--- Information provided ---

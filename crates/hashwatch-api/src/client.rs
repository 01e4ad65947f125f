// Hand-crafted async HTTP client for the proxy telemetry API.
//
// Two read-only endpoints: `/1/summary` and `/1/workers`.
// Auth: optional `Authorization: Bearer <token>` header.

use std::time::Duration;

use reqwest::header::{AUTHORIZATION, HeaderMap, HeaderValue};
use secrecy::{ExposeSecret, SecretString};
use serde::de::DeserializeOwned;
use tracing::debug;
use url::Url;

use crate::Error;
use crate::types::{ProxySummary, WorkerRecord, WorkersSnapshot};

/// Raw `/1/workers` envelope before per-record validation.
#[derive(serde::Deserialize)]
struct RawWorkers {
    workers: Vec<serde_json::Value>,
}

/// Transport options for building the underlying HTTP client.
#[derive(Debug, Clone)]
pub struct ClientOptions {
    pub timeout: Duration,
}

impl Default for ClientOptions {
    fn default() -> Self {
        Self {
            timeout: Duration::from_secs(30),
        }
    }
}

/// Async client for the proxy telemetry API.
///
/// Cheap to rebuild: the dashboard constructs a fresh client whenever the
/// operator changes the API URL or access token.
pub struct ProxyClient {
    http: reqwest::Client,
    base_url: Url,
}

impl ProxyClient {
    /// Build a client for `base_url`, injecting the bearer token as a
    /// default header when one is set.
    pub fn new(
        base_url: &str,
        token: Option<&SecretString>,
        options: &ClientOptions,
    ) -> Result<Self, Error> {
        let mut headers = HeaderMap::new();
        if let Some(token) = token {
            let mut value =
                HeaderValue::from_str(&format!("Bearer {}", token.expose_secret()))
                    .map_err(|e| Error::InvalidToken(e.to_string()))?;
            value.set_sensitive(true);
            headers.insert(AUTHORIZATION, value);
        }

        let http = reqwest::Client::builder()
            .timeout(options.timeout)
            .user_agent(concat!("hashwatch/", env!("CARGO_PKG_VERSION")))
            .default_headers(headers)
            .build()?;

        let base_url = Self::normalize_base_url(base_url)?;
        Ok(Self { http, base_url })
    }

    /// Parse and normalize the base URL so `join("1/summary")` works
    /// whether or not the configured URL carries a trailing slash.
    fn normalize_base_url(raw: &str) -> Result<Url, Error> {
        let mut url = Url::parse(raw)?;
        let path = url.path().trim_end_matches('/').to_owned();
        url.set_path(&format!("{path}/"));
        Ok(url)
    }

    /// GET `/1/summary`.
    pub async fn summary(&self) -> Result<ProxySummary, Error> {
        self.get("1/summary", "summary").await
    }

    /// GET `/1/workers`, validating each positional record.
    pub async fn workers(&self) -> Result<WorkersSnapshot, Error> {
        let raw: RawWorkers = self.get("1/workers", "workers").await?;

        let mut workers = Vec::with_capacity(raw.workers.len());
        for (index, value) in raw.workers.into_iter().enumerate() {
            let record: WorkerRecord =
                serde_json::from_value(value).map_err(|e| Error::InvalidRecord {
                    message: format!("record {index}: {e}"),
                })?;
            workers.push(record);
        }

        Ok(WorkersSnapshot { workers })
    }

    async fn get<T: DeserializeOwned>(
        &self,
        path: &str,
        endpoint: &'static str,
    ) -> Result<T, Error> {
        let url = self
            .base_url
            .join(path)
            .map_err(Error::InvalidUrl)?;
        debug!("GET {url}");

        let resp = self.http.get(url).send().await?;
        let status = resp.status();
        if !status.is_success() {
            return Err(Error::Status {
                endpoint,
                status: status.as_u16(),
            });
        }

        let body = resp.text().await?;
        serde_json::from_str(&body).map_err(|e| Error::Deserialization {
            endpoint,
            message: e.to_string(),
            body,
        })
    }
}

---

How to complete this task: Starting at the line that holds "let mut url = Url::parse(raw)?;", retype each line exactly through the end of the entries, both ends included.

Answer to the problem:
        let mut url = Url::parse(raw)?;
        let path = url.path().trim_end_matches('/').to_owned();
        url.set_path(&format!("{path}/"));
        Ok(url)
    }

    /// GET `/1/summary`.
    pub async fn summary(&self) -> Result<ProxySummary, Error> {
        self.get("1/summary", "summary").await
    }

    /// GET `/1/workers`, validating each positional record.
    pub async fn workers(&self) -> Result<WorkersSnapshot, Error> {
        let raw: RawWorkers = self.get("1/workers", "workers").await?;

        let mut workers = Vec::with_capacity(raw.workers.len());
        for (index, value) in raw.workers.into_iter().enumerate() {
            let record: WorkerRecord =
                serde_json::from_value(value).map_err(|e| Error::InvalidRecord {
                    message: format!("record {index}: {e}"),
                })?;
            workers.push(record);
        }

        Ok(WorkersSnapshot { workers })
    }

    async fn get<T: DeserializeOwned>(
        &self,
        path: &str,
        endpoint: &'static str,
    ) -> Result<T, Error> {
        let url = self
            .base_url
            .join(path)
            .map_err(Error::InvalidUrl)?;
        debug!("GET {url}");

        let resp = self.http.get(url).send().await?;
        let status = resp.status();
        if !status.is_success() {
            return Err(Error::Status {
                endpoint,
                status: status.as_u16(),
            });
        }

        let body = resp.text().await?;
        serde_json::from_str(&body).map_err(|e| Error::Deserialization {
            endpoint,
            message: e.to_string(),
            body,
        })
    }
}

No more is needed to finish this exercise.